Transcribe exactly the line that contains "if is_uphill(grid, node)" and every line after it to the end of the entries, and nothing more.

*** Block opens ***

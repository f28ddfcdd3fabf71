//! The [`CostModel`] seam and the building blocks shared by all modes.

use tp_core::{
    CORNER_LENGTH, DiagDir, OrientedNode, PathfinderSettings, TILE_LENGTH, TileIndex, Trackdir, TransportType,
};
use tp_map::{Grid, Slope};
use tp_search::Step;

use crate::NodeData;

/// Height units per height level.
pub const LEVEL_HEIGHT: i32 = 8;

/// One candidate step handed to a cost model.
#[derive(Copy, Clone, Debug)]
pub struct Edge<'a> {
    pub parent: &'a Step<NodeData>,
    pub node:   OrientedNode,
    /// Whether `node` satisfies the query's target.
    pub is_end: bool,
}

/// Per-mode edge cost and distance estimate.
///
/// `cost` may update the node flags in `data`; the rail model uses them to
/// remember which signals the path has passed.
pub trait CostModel {
    const TRANSPORT: TransportType;

    fn cost<G: Grid + ?Sized>(
        &self,
        grid: &G,
        settings: &PathfinderSettings,
        edge: &Edge<'_>,
        data: &mut NodeData,
    ) -> u32;

    /// Admissible estimate of the cost from `from` to `to`.
    fn distance(&self, from: TileIndex, to: TileIndex) -> u32;
}

// ── Shared building blocks ────────────────────────────────────────────────────

/// Length of the piece a trackdir runs along.
#[inline]
pub fn trackdir_length(td: Trackdir) -> u32 {
    if td.is_axial() { TILE_LENGTH } else { CORNER_LENGTH }
}

/// Surface height at the quarter point of `tile` nearest its `edge`.
fn quarter_height<G: Grid + ?Sized>(grid: &G, tile: TileIndex, edge: DiagDir) -> i32 {
    let base = i32::from(grid.tile_height(tile)) * LEVEL_HEIGHT;
    base + match grid.tile_slope(tile) {
        Slope::Flat => 0,
        Slope::Inclined(up) if up == edge => 6,
        Slope::Inclined(up) if up == edge.reverse() => 2,
        Slope::Inclined(_) => 4,
    }
}

/// Whether leaving `node` across its exit edge climbs.
///
/// Samples the surface a quarter tile either side of the edge; a rise of
/// more than one height unit counts as uphill.
pub fn is_uphill<G: Grid + ?Sized>(grid: &G, node: OrientedNode) -> bool {
    let exit = node.trackdir.exitdir();
    let next = grid.tile_offset(node.tile, exit);
    if !next.is_valid() {
        return false;
    }
    let z1 = quarter_height(grid, node.tile, exit);
    let z2 = quarter_height(grid, next, exit.reverse());
    z2 - z1 > 1
}

#[inline]
pub fn slope_cost<G: Grid + ?Sized>(grid: &G, node: OrientedNode, penalty: u32) -> u32 {
    if is_uphill(grid, node) { penalty } else { 0 }
}

/// Cost of a node on a tunnel or bridge mouth.
///
/// Entering a mouth costs one tile; arriving at the far mouth after passing
/// through costs the whole length of the structure.
pub fn structure_cost<G: Grid + ?Sized>(grid: &G, node: OrientedNode) -> u32 {
    match grid.tunnel_bridge(node.tile) {
        Some(tb) if tb.direction == node.trackdir.exitdir().reverse() => {
            TILE_LENGTH * grid.structure_length(node.tile, tb.other_end)
        }
        _ => TILE_LENGTH,
    }
}

/// Not a straight or 45° continuation of the parent's trackdir.
#[inline]
pub fn is_curve(parent: Trackdir, td: Trackdir) -> bool {
    td != parent.next()
}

*** Block closes ***

Reply:
    if is_uphill(grid, node) { penalty } else { 0 }
}

/// Cost of a node on a tunnel or bridge mouth.
///
/// Entering a mouth costs one tile; arriving at the far mouth after passing
/// through costs the whole length of the structure.
pub fn structure_cost<G: Grid + ?Sized>(grid: &G, node: OrientedNode) -> u32 {
    match grid.tunnel_bridge(node.tile) {
        Some(tb) if tb.direction == node.trackdir.exitdir().reverse() => {
            TILE_LENGTH * grid.structure_length(node.tile, tb.other_end)
        }
        _ => TILE_LENGTH,
    }
}

/// Not a straight or 45° continuation of the parent's trackdir.
#[inline]
pub fn is_curve(parent: Trackdir, td: Trackdir) -> bool {
    td != parent.next()
}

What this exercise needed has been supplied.